One of the basic tenets of plate tectonics is that quasi-rigid plates traverse the surface of the Earth, with significant deformations confined to regions near plate boundaries. While this idea works well in the oceans, it has had to be modified substantially in the continents, where active mountain building and seismicity related to the continental collision can be located thousands of kilometers away from the plate boundary. The present-day continental collision between India and Eurasia is arguably the best natural laboratory were we can investigate relationships between stresses applied to the lithosphere and resulting deformation at depth. We will investigate seismic activity within and around the Tarim basin ? a largely un-deformed area between the highly deformed Tibetan Plateau and the Tien Shan mountains. Where earthquakes are (and are not) taking place in this region will help us understand how the body of the continent is responding to the stress applied.
This work will be done in collaboration with the Provincial Bureau of Seismology in Xinjiang (China), and will hopefully lead to further scientific collaboration between US and Chinese researchers. Our findings will advance our understanding of the lithospheric deformation in continental regions. Since this deformation is often accomplished through destructive earthquakes, our work will have direct implications for understanding of seismic activity in continental regions. Specific results will directly benefit the seismic hazard monitoring and mitigation needs of the Xinjiang region of China.

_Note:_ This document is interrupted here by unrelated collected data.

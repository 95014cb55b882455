use std::fmt;
use std::future::Future;
use std::time::Duration;

use serde::Deserialize;
use tokio::sync::Mutex;
use tokio::time::Instant;
use zeroize::Zeroizing;

use crate::errors::AllureError;

/// A cached credential is treated as unusable this long before it expires.
pub(crate) const REFRESH_MARGIN: Duration = Duration::from_secs(5 * 60);

/// Successful token exchange response.
#[derive(Deserialize)]
pub(crate) struct TokenGrant {
    pub access_token: String,
    pub expires_in: u64,
}

/// Short-lived bearer token handed to a single outbound request.
#[derive(Clone)]
pub(crate) struct BearerToken(Zeroizing<String>);

impl BearerToken {
    pub fn as_str(&self) -> &str {
        &self.0
    }
}

impl fmt::Debug for BearerToken {
    fn fmt(&self, f: &mut fmt::Formatter<'_>) -> fmt::Result {
        f.write_str("BearerToken(****)")
    }
}

struct Credential {
    token: BearerToken,
    expires_at: Instant,
}

impl Credential {
    fn usable_at(&self, now: Instant, margin: Duration) -> bool {
        now + margin < self.expires_at
    }
}

/// Holds the current bearer credential. [`CredentialCache::ensure_valid`] is
/// the only way to read or replace it.
pub(crate) struct CredentialCache {
    margin: Duration,
    slot: Mutex<Option<Credential>>,
}

impl CredentialCache {
    pub fn new() -> Self {
        Self::with_margin(REFRESH_MARGIN)
    }

    pub fn with_margin(margin: Duration) -> Self {
        Self {
            margin,
            slot: Mutex::new(None),
        }
    }

    /// Returns a token valid for at least the refresh margin, calling
    /// `refresh` when the cached one is missing or close to expiry.
    ///
    /// The lock is held across the refresh, so callers arriving meanwhile
    /// wait and then reuse the new credential. A failed refresh leaves the
    /// previous credential in place.
    pub async fn ensure_valid<F, Fut>(&self, refresh: F) -> Result<BearerToken, AllureError>
    where
        F: FnOnce() -> Fut,
        Fut: Future<Output = Result<TokenGrant, AllureError>>,
    {
        let mut slot = self.slot.lock().await;

        if let Some(current) = slot.as_ref() {
            if current.usable_at(Instant::now(), self.margin) {
                return Ok(current.token.clone());
            }
        }

        let grant = refresh().await?;
        if grant.access_token.is_empty() {
            return Err(AllureError::refresh_failed(
                None,
                "token response carried an empty access_token",
            ));
        }

        let lifetime = Duration::from_secs(grant.expires_in);
        if lifetime <= self.margin {
            tracing::warn!(
                expires_in = grant.expires_in,
                "token lifetime is shorter than the refresh margin; every call will refresh"
            );
        }

        let expires_at = Instant::now().checked_add(lifetime).ok_or_else(|| {
            AllureError::refresh_failed(
                None,
                &format!("expires_in out of range: {}", grant.expires_in),
            )
        })?;

        let credential = Credential {
            token: BearerToken(Zeroizing::new(grant.access_token)),
            expires_at,
        };
        let token = credential.token.clone();
        *slot = Some(credential);

        tracing::info!(expires_in = grant.expires_in, "Allure API token refreshed");
        Ok(token)
    }

    #[cfg(test)]
    async fn snapshot(&self) -> Option<(String, Instant)> {
        self.slot
            .lock()
            .await
            .as_ref()
            .map(|c| (c.token.as_str().to_string(), c.expires_at))
    }
}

Seismic activity represents a response of the lithosphere to stress, and regions of intense deformation of continental lithosphere are the best places to find observational evidence for the strength distribution within it. Arguments in favor of locating continental lithosphere?s strength in both the upper crust and the uppermost mantle rely, in part, on the rare but significant occurrence of subcrustal earthquakes in the continental lithosphere. However, whether earthquakes do indeed occur beneath the crust of the continental lithosphere is not universally accepted. Arguments for and against the notion of subcrustal lithosphere being strong enough to permit brittle failure hinge on identifying earthquake hypocenters located within it. The difficulty arises from uncertainties in both earthquake locations and crustal thicknesses in areas where sub-crustal earthquakes have been previously reported. One such area is the Tarim basin, and the surrounding mountainous regions (Kunlun and Tien Shan). Data from the regional seismic monitoring efforts, previously not available for study, will enable us to develop highly accurate hypocentral parameters for earthquakes in the region, and also to establish with high fidelity the depth of the crust-mantle transition. We will perform, in a coordinated manner, analyses of crustal structure (using teleseismic body wave methods) and hypocentral parameters of local earthquakes (using regional centroid moment tensor inversions). We expect to resolve the key uncertainty (whether there are earthquakes below the crust mantle transition) and to develop a nuanced understanding of the way regional lithosphere is deforming at depth.